■ Extracted data ■

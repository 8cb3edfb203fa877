use std::cell::RefCell;
use std::collections::BTreeSet;
use std::rc::Rc;

use serde::Deserialize;
use serde::Serialize;

use crate::path::{MountPrefix, StorePath};
use crate::scoped::ScopedView;
use crate::tree::{self, Directory};
use crate::Error;

/// A shared handle to any store, root or scoped.
///
/// Handles only ever point toward the root: a scoped view holds a handle to
/// its parent, and no store holds handles to its children.
pub type StoreHandle<T> = Rc<dyn Store<T>>;

/// A normalized path paired with an opaque value.
#[derive(Clone, Debug, PartialEq, Eq, Serialize, Deserialize)]
pub struct Entry<T> {
    pub path: StorePath,
    pub value: T,
}

impl<T> Entry<T> {
    pub fn new(path: &str, value: T) -> Self {
        Entry {
            path: StorePath::normalize(path),
            value,
        }
    }

    /// Split into the `(path, value)` form accepted by `Store::set_entries`.
    pub fn into_pair(self) -> (String, T) {
        (self.path.into_string(), self.value)
    }
}

/// The read/write surface shared by root stores and scoped views.
///
/// Every write is a full replacement of the store's entries; the
/// `add_*`/`remove_*` helpers read the current entries, edit the copy and
/// write it back.
///
/// # Object Safety
///
/// This trait is object-safe: see [`StoreHandle`].
pub trait Store<T> {
    /// An independent snapshot of this store's entries, in insertion order.
    ///
    /// Later writes never show up in a snapshot that was already taken.
    fn entries(&self) -> Vec<Entry<T>>;

    /// Replace this store's entries.
    ///
    /// Paths are normalized. When two incoming entries share a path the later
    /// one wins and takes the later position.
    fn set_entries(&self, entries: Vec<(String, T)>);

    /// A shared handle to this store, suitable as a scoped view's parent.
    fn handle(&self) -> StoreHandle<T>;

    /// The absolute path, in root terms, that this store represents.
    fn mount_path(&self) -> StorePath;

    fn add_entry(&self, path: &str, value: T) {
        self.add_entries(vec![(path.to_string(), value)]);
    }

    fn add_entries(&self, entries: Vec<(String, T)>) {
        let mut current: Vec<(String, T)> =
            self.entries().into_iter().map(Entry::into_pair).collect();
        current.extend(entries);
        self.set_entries(current);
    }

    /// Remove the entry at `path`, returning its value if there was one.
    fn remove_entry(&self, path: &str) -> Option<T> {
        let target = StorePath::normalize(path);
        let (removed, kept): (Vec<_>, Vec<_>) =
            self.entries().into_iter().partition(|e| e.path == target);
        let removed = removed.into_iter().next()?;
        self.set_entries(kept.into_iter().map(Entry::into_pair).collect());
        Some(removed.value)
    }

    /// Remove every entry whose path is in `paths`. Returns how many were
    /// removed.
    fn remove_entries(&self, paths: &[StorePath]) -> usize {
        let current = self.entries();
        let before = current.len();
        let kept: Vec<(String, T)> = current
            .into_iter()
            .filter(|e| !paths.contains(&e.path))
            .map(Entry::into_pair)
            .collect();
        let removed = before - kept.len();
        if removed > 0 {
            self.set_entries(kept);
        }
        removed
    }

    /// The distinct top-level names: `/name` for files, `/name/` for
    /// directories.
    fn paths(&self) -> BTreeSet<String> {
        self.entries()
            .iter()
            .map(|e| e.path.top_level_name())
            .collect()
    }

    /// Every path currently stored.
    fn full_paths(&self) -> BTreeSet<StorePath> {
        self.entries().into_iter().map(|e| e.path).collect()
    }

    /// Exact-match lookup. The query is normalized first.
    fn get_element(&self, path: &str) -> Option<T> {
        let target = StorePath::normalize(path);
        self.entries()
            .into_iter()
            .find(|e| e.path == target)
            .map(|e| e.value)
    }

    /// Materialize the entries into a nested tree.
    fn tree(&self) -> Result<Directory<T>, Error>
    where
        T: Clone + 'static,
    {
        tree::materialize(self)
    }

    /// A scoped view of this store rooted at `prefix`.
    fn mount(&self, prefix: &str) -> ScopedView<T>
    where
        T: Clone + 'static,
    {
        ScopedView::new(self.handle(), MountPrefix::new(prefix))
    }

    fn len(&self) -> usize {
        self.entries().len()
    }

    fn is_empty(&self) -> bool {
        self.entries().is_empty()
    }
}

/// Append `entry`, first dropping any entry already at the same path.
pub(crate) fn push_replacing<T>(list: &mut Vec<Entry<T>>, entry: Entry<T>) {
    if let Some(index) = list.iter().position(|e| e.path == entry.path) {
        list.remove(index);
    }
    list.push(entry);
}

/// The root store: owns the single authoritative list of entries.
///
/// `PathStore` is a cheap handle; clones share the same entries. It is meant
/// to be driven from a single thread.
///
/// # Example
///
/// ```rust
/// use routefs_store::{PathStore, Store};
///
/// let root = PathStore::new(vec![
///     ("home".to_string(), "H"),
///     ("/blog/post-1".to_string(), "P1"),
/// ]);
///
/// assert_eq!(root.get_element("/home"), Some("H"));
/// assert!(root.paths().contains("/blog/"));
/// ```
#[derive(Clone, Debug)]
pub struct PathStore<T> {
    entries: Rc<RefCell<Vec<Entry<T>>>>,
}

impl<T: Clone + 'static> PathStore<T> {
    /// Create a root store seeded with `initial`.
    pub fn new(initial: Vec<(String, T)>) -> Self {
        let store = Self::empty();
        store.set_entries(initial);
        store
    }

    pub fn empty() -> Self {
        PathStore {
            entries: Rc::new(RefCell::new(Vec::new())),
        }
    }

    /// True when both handles share the same entries.
    pub fn ptr_eq(&self, other: &PathStore<T>) -> bool {
        Rc::ptr_eq(&self.entries, &other.entries)
    }
}

impl<T: Clone + 'static> Default for PathStore<T> {
    fn default() -> Self {
        Self::empty()
    }
}

impl<T: Clone + 'static> Store<T> for PathStore<T> {
    fn entries(&self) -> Vec<Entry<T>> {
        self.entries.borrow().clone()
    }

    fn set_entries(&self, entries: Vec<(String, T)>) {
        let mut normalized = Vec::with_capacity(entries.len());
        for (path, value) in entries {
            push_replacing(&mut normalized, Entry::new(&path, value));
        }
        tracing::debug!(count = normalized.len(), "replacing root entries");
        *self.entries.borrow_mut() = normalized;
    }

    fn handle(&self) -> StoreHandle<T> {
        Rc::new(self.clone())
    }

    fn mount_path(&self) -> StorePath {
        StorePath::root()
    }

    fn len(&self) -> usize {
        self.entries.borrow().len()
    }

    fn is_empty(&self) -> bool {
        self.entries.borrow().is_empty()
    }
}

/// How to construct a store.
pub enum StoreConfig<T> {
    /// A root store owning `initial` as its entries.
    Root { initial: Vec<(String, T)> },
    /// A view of `parent` rooted at `mount_prefix`.
    Scoped {
        parent: StoreHandle<T>,
        mount_prefix: MountPrefix,
    },
}

/// Build a store from its configuration.
pub fn open<T: Clone + 'static>(config: StoreConfig<T>) -> StoreHandle<T> {
    match config {
        StoreConfig::Root { initial } => Rc::new(PathStore::new(initial)),
        StoreConfig::Scoped {
            parent,
            mount_prefix,
        } => Rc::new(ScopedView::new(parent, mount_prefix)),
    }
}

■ Assignment ■
Output, exactly and in full, the lines from the start of the entries above through the line that contains "pub struct Entry<T>".

■ Result of this task ■
repository 8cb3edfb203fa877
use std::cell::RefCell;
use std::collections::BTreeSet;
use std::rc::Rc;

use serde::Deserialize;
use serde::Serialize;

use crate::path::{MountPrefix, StorePath};
use crate::scoped::ScopedView;
use crate::tree::{self, Directory};
use crate::Error;

/// A shared handle to any store, root or scoped.
///
/// Handles only ever point toward the root: a scoped view holds a handle to
/// its parent, and no store holds handles to its children.
pub type StoreHandle<T> = Rc<dyn Store<T>>;

/// A normalized path paired with an opaque value.
#[derive(Clone, Debug, PartialEq, Eq, Serialize, Deserialize)]
pub struct Entry<T> {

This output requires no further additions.